Date of Report (Date of earliest event reported): December 22, 1995 
      

                   FLORIDA GAMING CORPORATION 
        (Exact name of registrant as specified in charter) 


   Delaware                0-9099                  59-1670533     
(State or other          (Commission              (IRS Employer   
jurisdiction of          File Number)             Identification  
incorporation)                                    No.)


1750 South Kings Highway 
Fort Pierce, Florida                                   34945-3099 
(Address of principal executive offices)               (Zip code) 


Registrant's telephone number, including area code: (407) 464-7500 
                                         
                 
                         Not Applicable                 
                 (Former name or former address,
                  if changed since last report.)
             

             
             
            
            
             INFORMATION TO BE INCLUDED IN THE REPORT

Item 5.   Other Events.

     On December 22, 1995, Florida Gaming Corporation (the
"Company") completed the placement of 2,400 shares of its newly
authorized Series B Preferred Stock ("Series B") to institutional
investors outside the United States.  The purchase price for the
Series B was $1,000 per share, or a total purchase price of $2.4
million.  The Company anticipates that the placement proceeds will
be used to finance certain contingent obligations of the Company in
connection with its Indian gaming ventures and/or improvements to
its Fort Pierce, Florida fronton and pari-mutuel wagering facility.

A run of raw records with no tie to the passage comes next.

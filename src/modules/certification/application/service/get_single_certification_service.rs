use async_trait::async_trait;
use uuid::Uuid;

use crate::modules::certification::application::domain::entities::Certification;
use crate::modules::certification::application::ports::incoming::use_cases::{
    GetSingleCertificationError, GetSingleCertificationUseCase,
};
use crate::modules::certification::application::ports::outgoing::CertificationQuery;

pub struct GetSingleCertificationService<Q>
where
    Q: CertificationQuery,
{
    query: Q,
}

impl<Q> GetSingleCertificationService<Q>
where
    Q: CertificationQuery,
{
    pub fn new(query: Q) -> Self {
        Self { query }
    }
}

#[async_trait]
impl<Q> GetSingleCertificationUseCase for GetSingleCertificationService<Q>
where
    Q: CertificationQuery + Send + Sync,
{
    async fn execute(
        &self,
        certification_id: Uuid,
    ) -> Result<Certification, GetSingleCertificationError> {
        self.query
            .get_by_id(certification_id)
            .await
            .map_err(|e| GetSingleCertificationError::QueryError(e.to_string()))?
            .ok_or(GetSingleCertificationError::NotFound)
    }
}
pub mod outgoing;
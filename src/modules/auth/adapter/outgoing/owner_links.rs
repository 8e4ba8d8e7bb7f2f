//! Back-reference maintenance on the owner row.
//!
//! Both helpers take any `ConnectionTrait`, so resource adapters call them
//! with the same transaction that writes the child row.

use sea_orm::{ActiveModelTrait, ConnectionTrait, DbErr, EntityTrait, QuerySelect, Set};
use uuid::Uuid;

use crate::auth::application::domain::entities::{OwnedCollection, UserId};

use super::sea_orm_entity::users::{ActiveModel as UserActiveModel, Entity as UserEntity};

#[derive(Debug, Clone, thiserror::Error)]
pub enum OwnerLinkError {
    #[error("Owner not found")]
    OwnerNotFound,

    #[error("Database error: {0}")]
    DatabaseError(String),

    #[error("Owner link list is corrupt: {0}")]
    CorruptList(String),
}

impl From<DbErr> for OwnerLinkError {
    fn from(e: DbErr) -> Self {
        OwnerLinkError::DatabaseError(e.to_string())
    }
}

/// Appends `child_id` to the owner's list for `collection`.
pub async fn append_owner_link<C>(
    conn: &C,
    owner: UserId,
    collection: OwnedCollection,
    child_id: Uuid,
) -> Result<(), OwnerLinkError>
where
    C: ConnectionTrait,
{
    let mut links = load_links(conn, owner, collection).await?;
    links.push(child_id);
    store_links(conn, owner, collection, links).await
}

/// Removes `child_id` from the owner's list. Returns `false` when the owner
/// never referenced it, leaving the row untouched.
pub async fn remove_owner_link<C>(
    conn: &C,
    owner: UserId,
    collection: OwnedCollection,
    child_id: Uuid,
) -> Result<bool, OwnerLinkError>
where
    C: ConnectionTrait,
{
    let links = load_links(conn, owner, collection).await?;
    let before = links.len();
    let remaining: Vec<Uuid> = links.into_iter().filter(|id| *id != child_id).collect();

    if remaining.len() == before {
        return Ok(false);
    }

    store_links(conn, owner, collection, remaining).await?;
    Ok(true)
}

async fn load_links<C>(
    conn: &C,
    owner: UserId,
    collection: OwnedCollection,
) -> Result<Vec<Uuid>, OwnerLinkError>
where
    C: ConnectionTrait,
{
    // Row lock serialises concurrent read-modify-write of the same list
    let model = UserEntity::find_by_id(owner.value())
        .lock_exclusive()
        .one(conn)
        .await?
        .ok_or(OwnerLinkError::OwnerNotFound)?;

    model
        .links(collection)
        .map_err(|e| OwnerLinkError::CorruptList(e.to_string()))
}

async fn store_links<C>(
    conn: &C,
    owner: UserId,
    collection: OwnedCollection,
    links: Vec<Uuid>,
) -> Result<(), OwnerLinkError>
where
    C: ConnectionTrait,
{
    let value =
        serde_json::to_value(links).map_err(|e| OwnerLinkError::CorruptList(e.to_string()))?;

    let mut active = UserActiveModel {
        id: Set(owner.value()),
        ..Default::default()
    };

    match collection {
        OwnedCollection::Projects => active.projects = Set(value),
        OwnedCollection::Experiences => active.experiences = Set(value),
        OwnedCollection::Certifications => active.certifications = Set(value),
    }

    active.update(conn).await.map_err(|e| match e {
        DbErr::RecordNotUpdated => OwnerLinkError::OwnerNotFound,
        other => OwnerLinkError::from(other),
    })?;

    Ok(())
}

#[cfg(test)]
pub(crate) mod test_support {
    use chrono::Utc;
    use serde_json::json;
    use uuid::Uuid;

    use crate::auth::adapter::outgoing::sea_orm_entity::users::Model as UserModel;

    /// Owner row with the given project, experience and certification links.
    pub fn owner_model(
        id: Uuid,
        projects: Vec<Uuid>,
        experiences: Vec<Uuid>,
        certifications: Vec<Uuid>,
    ) -> UserModel {
        let now = Utc::now();
        UserModel {
            id,
            email: "owner@example.com".to_string(),
            password_hash: "hashed".to_string(),
            skills: json!([]),
            projects: json!(projects),
            experiences: json!(experiences),
            certifications: json!(certifications),
            created_at: now.into(),
            updated_at: now.into(),
        }
    }
}
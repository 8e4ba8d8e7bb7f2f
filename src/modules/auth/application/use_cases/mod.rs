pub mod admin_auth;
pub mod fetch_admin;
use async_trait::async_trait;
use uuid::Uuid;

#[derive(Debug, Clone, thiserror::Error)]
pub enum RemoveCertificationError {
    #[error("User not found")]
    OwnerNotFound,

    #[error("Certification not found")]
    NotFound,

    #[error("Repository error: {0}")]
    RepositoryError(String),
}

#[async_trait]
pub trait RemoveCertificationUseCase: Send + Sync {
    async fn execute(&self, certification_id: Uuid) -> Result<(), RemoveCertificationError>;
}
use super::sea_orm_entity::users::{
    Column as UserColumn, Entity as UserEntity, Model as UserModel,
};
use crate::auth::application::domain::entities::User;
use crate::auth::application::ports::outgoing::user_query::{UserQuery, UserQueryError};
use async_trait::async_trait;
use sea_orm::{ColumnTrait, DatabaseConnection, EntityTrait, QueryFilter, QueryOrder};
use std::sync::Arc;
use uuid::Uuid;

#[derive(Clone, Debug)]
pub struct UserQueryPostgres {
    db: Arc<DatabaseConnection>,
}

impl UserQueryPostgres {
    pub fn new(db: Arc<DatabaseConnection>) -> Self {
        Self { db }
    }

    fn map_model(model: Option<UserModel>) -> Result<Option<User>, UserQueryError> {
        model
            .map(|m| {
                m.to_domain()
                    .map_err(|e| UserQueryError::CorruptRecord(e.to_string()))
            })
            .transpose()
    }
}

#[async_trait]
impl UserQuery for UserQueryPostgres {
    async fn find_by_id(&self, user_id: Uuid) -> Result<Option<User>, UserQueryError> {
        let user = UserEntity::find_by_id(user_id)
            .one(&*self.db)
            .await
            .map_err(|e| UserQueryError::DatabaseError(e.to_string()))?;

        Self::map_model(user)
    }

    async fn find_by_email(&self, email: &str) -> Result<Option<User>, UserQueryError> {
        let user = UserEntity::find()
            .filter(UserColumn::Email.eq(email))
            .one(&*self.db)
            .await
            .map_err(|e| UserQueryError::DatabaseError(e.to_string()))?;

        Self::map_model(user)
    }

    async fn find_first(&self) -> Result<Option<User>, UserQueryError> {
        let user = UserEntity::find()
            .order_by_asc(UserColumn::CreatedAt)
            .one(&*self.db)
            .await
            .map_err(|e| UserQueryError::DatabaseError(e.to_string()))?;

        Self::map_model(user)
    }
}
use sea_orm::entity::prelude::*;
use sea_orm::Set;
use uuid::Uuid;

use crate::modules::experience::application::domain::entities::{Experience, ExperienceData};

#[derive(Clone, Debug, PartialEq, Eq, DeriveEntityModel)]
#[sea_orm(table_name = "experiences")]
pub struct Model {
    #[sea_orm(primary_key, auto_increment = false)]
    pub id: Uuid,

    #[sea_orm(column_type = "Text")]
    pub company_name: String,

    #[sea_orm(column_type = "Text")]
    pub position: String,

    #[sea_orm(column_type = "Text")]
    pub start_date: String,

    // empty while the position is ongoing
    #[sea_orm(column_type = "Text")]
    pub end_date: String,

    #[sea_orm(column_type = "Text")]
    pub description: String,

    #[sea_orm(column_type = "JsonBinary")]
    pub technologies: Json,

    #[sea_orm(column_type = "JsonBinary")]
    pub projects: Json,

    #[sea_orm(column_type = "Text")]
    pub company_logo: String,

    #[sea_orm(column_type = "Text")]
    pub certificate_url: String,

    #[sea_orm(column_type = "JsonBinary")]
    pub images: Json,

    #[sea_orm(column_type = "TimestampWithTimeZone")]
    pub created_at: DateTimeWithTimeZone,

    #[sea_orm(column_type = "TimestampWithTimeZone")]
    pub updated_at: DateTimeWithTimeZone,
}

#[derive(Copy, Clone, Debug, EnumIter, DeriveRelation)]
pub enum Relation {}

#[async_trait::async_trait]
impl ActiveModelBehavior for ActiveModel {
    async fn before_save<C>(mut self, _db: &C, insert: bool) -> Result<Self, DbErr>
    where
        C: ConnectionTrait,
    {
        if !insert {
            self.updated_at = Set(chrono::Utc::now().into());
        }

        Ok(self)
    }
}

impl ActiveModel {
    /// Sets every domain column from `data`, leaving id and timestamps alone.
    pub fn apply(&mut self, data: ExperienceData) -> Result<(), serde_json::Error> {
        self.company_name = Set(data.company_name.trim().to_string());
        self.position = Set(data.position);
        self.start_date = Set(data.start_date);
        self.end_date = Set(data.end_date);
        self.description = Set(data.description);
        self.technologies = Set(serde_json::to_value(data.technologies)?);
        self.projects = Set(serde_json::to_value(data.projects)?);
        self.company_logo = Set(data.company_logo);
        self.certificate_url = Set(data.certificate_url);
        self.images = Set(serde_json::to_value(data.images)?);
        Ok(())
    }
}

impl Model {
    pub fn to_domain(&self) -> Result<Experience, serde_json::Error> {
        Ok(Experience {
            id: self.id,
            data: ExperienceData {
                company_name: self.company_name.clone(),
                position: self.position.clone(),
                start_date: self.start_date.clone(),
                end_date: self.end_date.clone(),
                description: self.description.clone(),
                technologies: serde_json::from_value(self.technologies.clone())?,
                projects: serde_json::from_value(self.projects.clone())?,
                company_logo: self.company_logo.clone(),
                certificate_url: self.certificate_url.clone(),
                images: serde_json::from_value(self.images.clone())?,
            },
            created_at: self.created_at.with_timezone(&chrono::Utc),
            updated_at: self.updated_at.with_timezone(&chrono::Utc),
        })
    }
}
mod admin_auth;
mod fetch_admin;

pub use admin_auth::{admin_auth_handler, AdminAuthRequest};
pub use admin_auth::__path_admin_auth_handler;
pub use fetch_admin::fetch_admin_handler;
pub use fetch_admin::__path_fetch_admin_handler;
pub mod experience_query;
pub mod experience_repository;

pub use experience_query::{ExperienceQuery, ExperienceQueryError};
pub use experience_repository::{ExperienceRepository, ExperienceRepositoryError};
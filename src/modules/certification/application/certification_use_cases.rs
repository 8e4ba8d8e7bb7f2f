use std::sync::Arc;

use crate::modules::certification::application::ports::incoming::use_cases::{
    CreateCertificationUseCase, GetCertificationsUseCase, GetSingleCertificationUseCase,
    RemoveCertificationUseCase, UpdateCertificationUseCase,
};

#[derive(Clone)]
pub struct CertificationUseCases {
    pub get_list: Arc<dyn GetCertificationsUseCase + Send + Sync>,
    pub get_single: Arc<dyn GetSingleCertificationUseCase + Send + Sync>,
    pub create: Arc<dyn CreateCertificationUseCase + Send + Sync>,
    pub update: Arc<dyn UpdateCertificationUseCase + Send + Sync>,
    pub remove: Arc<dyn RemoveCertificationUseCase + Send + Sync>,
}
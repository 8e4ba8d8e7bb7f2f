use std::sync::Arc;

use crate::auth::application::use_cases::{
    admin_auth::IAdminAuthUseCase, fetch_admin::IFetchAdminUseCase,
};

#[derive(Clone)]
pub struct AdminUseCases {
    pub authenticate: Arc<dyn IAdminAuthUseCase + Send + Sync>,
    pub fetch: Arc<dyn IFetchAdminUseCase + Send + Sync>,
}
mod owner_resolver;

pub use owner_resolver::{OwnerResolver, ResolveOwnerError};
pub mod domain;
pub mod helpers;
pub mod ports;
pub mod use_cases;
pub mod admin_use_cases;
pub mod api;
pub mod validation;
mod create_project;
mod get_projects;
mod get_single_project;
mod remove_project;
mod update_project;

pub use create_project::{CreateProjectError, CreateProjectUseCase};
pub use get_projects::{GetProjectsError, GetProjectsUseCase};
pub use get_single_project::{GetSingleProjectError, GetSingleProjectUseCase};
pub use remove_project::{RemoveProjectError, RemoveProjectUseCase};
pub use update_project::{UpdateProjectError, UpdateProjectUseCase};
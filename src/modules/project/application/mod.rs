pub mod domain;
pub mod ports;
pub mod project_use_cases;
pub mod service;
use async_trait::async_trait;

use crate::auth::application::helpers::{OwnerResolver, ResolveOwnerError};
use crate::modules::certification::application::domain::entities::{
    Certification, CertificationData,
};
use crate::modules::certification::application::ports::incoming::use_cases::{
    CreateCertificationError, CreateCertificationUseCase,
};
use crate::modules::certification::application::ports::outgoing::{
    CertificationRepository, CertificationRepositoryError,
};

pub struct CreateCertificationService<R>
where
    R: CertificationRepository,
{
    repository: R,
    owner_resolver: OwnerResolver,
}

impl<R> CreateCertificationService<R>
where
    R: CertificationRepository,
{
    pub fn new(repository: R, owner_resolver: OwnerResolver) -> Self {
        Self {
            repository,
            owner_resolver,
        }
    }
}

#[async_trait]
impl<R> CreateCertificationUseCase for CreateCertificationService<R>
where
    R: CertificationRepository + Send + Sync,
{
    async fn execute(
        &self,
        data: CertificationData,
    ) -> Result<Certification, CreateCertificationError> {
        data.validate()?;

        let owner = self.owner_resolver.resolve().await.map_err(|e| match e {
            ResolveOwnerError::NotFound => CreateCertificationError::OwnerNotFound,
            ResolveOwnerError::RepositoryError(msg) => {
                CreateCertificationError::RepositoryError(msg)
            }
        })?;

        self.repository
            .create_for_owner(owner, data)
            .await
            .map_err(|e| match e {
                CertificationRepositoryError::OwnerNotFound => {
                    CreateCertificationError::OwnerNotFound
                }
                other => CreateCertificationError::RepositoryError(other.to_string()),
            })
    }
}
mod external_stats;
mod repository_stats;

pub use external_stats::{
    contribution_calendar_handler, github_profile_handler, leetcode_stats_handler,
};
pub use repository_stats::{
    commit_histogram_handler, language_totals_handler, star_total_handler,
    top_repositories_handler,
};
pub use external_stats::{
    __path_contribution_calendar_handler, __path_github_profile_handler,
    __path_leetcode_stats_handler,
};
pub use repository_stats::{
    __path_commit_histogram_handler, __path_language_totals_handler, __path_star_total_handler,
    __path_top_repositories_handler,
};
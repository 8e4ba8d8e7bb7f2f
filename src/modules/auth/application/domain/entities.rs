use chrono::{DateTime, Utc};
use serde::{Deserialize, Serialize};
use uuid::Uuid;

#[derive(Debug, Clone, Copy, PartialEq, Eq, Hash, Serialize, Deserialize)]
#[serde(transparent)]
pub struct UserId(Uuid);

impl UserId {
    pub fn value(&self) -> Uuid {
        self.0
    }
}

impl From<Uuid> for UserId {
    fn from(id: Uuid) -> Self {
        Self(id)
    }
}

impl From<UserId> for Uuid {
    fn from(id: UserId) -> Self {
        id.0
    }
}

impl std::fmt::Display for UserId {
    fn fmt(&self, f: &mut std::fmt::Formatter<'_>) -> std::fmt::Result {
        self.0.fmt(f)
    }
}

/// The single admin account. The password hash never leaves the process.
#[derive(Debug, Clone, Serialize, utoipa::ToSchema)]
pub struct User {
    pub id: Uuid,
    pub email: String,
    #[serde(skip_serializing)]
    pub password_hash: String,
    pub skills: Vec<String>,
    pub projects: Vec<Uuid>,
    pub experiences: Vec<Uuid>,
    pub certifications: Vec<Uuid>,
    pub created_at: DateTime<Utc>,
    pub updated_at: DateTime<Utc>,
}

/// Back-reference lists kept on the owner row.
#[derive(Debug, Clone, Copy, PartialEq, Eq)]
pub enum OwnedCollection {
    Projects,
    Experiences,
    Certifications,
}

#[cfg(test)]
mod tests {
    use super::*;

    #[test]
    fn serialized_user_omits_password_hash() {
        let user = User {
            id: Uuid::new_v4(),
            email: "admin@example.com".to_string(),
            password_hash: "$argon2id$secret".to_string(),
            skills: vec!["rust".to_string()],
            projects: vec![],
            experiences: vec![],
            certifications: vec![],
            created_at: Utc::now(),
            updated_at: Utc::now(),
        };

        let json = serde_json::to_value(&user).unwrap();

        assert!(json.get("password_hash").is_none());
        assert_eq!(json["email"], "admin@example.com");
        assert_eq!(json["skills"][0], "rust");
    }

    #[test]
    fn user_id_round_trips_through_uuid() {
        let raw = Uuid::new_v4();
        let id = UserId::from(raw);

        assert_eq!(id.value(), raw);
        assert_eq!(Uuid::from(id), raw);
    }
}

     Holders of Series B do not have voting rights, except in
certain circumstances where such rights are mandated by law. 
Series B shares are equal in rank to the Company's Class A
Preferred Stock with respect to payment of dividends and
distribution of assets upon liquidation of the Company.  Holders of
Series B shares are entitled to receive an 8% annual cumulative
dividend payable in shares of the Company's Common Stock upon
conversion.  Beginning February 1, 1996, each Series B share can be
converted into the number of shares of Common Stock equal to the
sum of $1,000 per Series B share plus 8% accrued and unpaid
dividends from the date of issuance through the date of conversion
divided by 80% of the average of the closing bid prices of the
Common Stock as reported by the Nasdaq SmallCap Market for the 5
consecutive business days immediately preceding the date of
conversion (the "Average Bid Price").  Assuming an Average Bid
Price of $10.50, the closing bid price for the Common Stock on
December 19, 1995, approximately 288,219 shares of Common Stock
would be issuable upon the conversion of Series B shares on
February 1, 1996.  Upon a liquidation, dissolution or winding up of
the Company, holders of Series B shares are entitled to receive
$1,000 per Series B share plus the amount of accrued and unpaid
dividends from the date of issuance before any distribution is made
on any shares of Common Stock. 

     The Company anticipates that the proceeds of the placement may
be used to finance the Company's commitment to loan $5 million to
the Rincon, San Luiseno Band of Mission Indians, which presently
owns and operates the River Oaks Casino, located approximately 40
miles from the city of San Diego, California.  The Company's
commitment is subject to the lifting of an injunction currently
prohibiting the operation of gaming machines at River Oaks. The
Company previous announced that it had entered into a loan
agreement with the Rincon Band on September 15, 1995.  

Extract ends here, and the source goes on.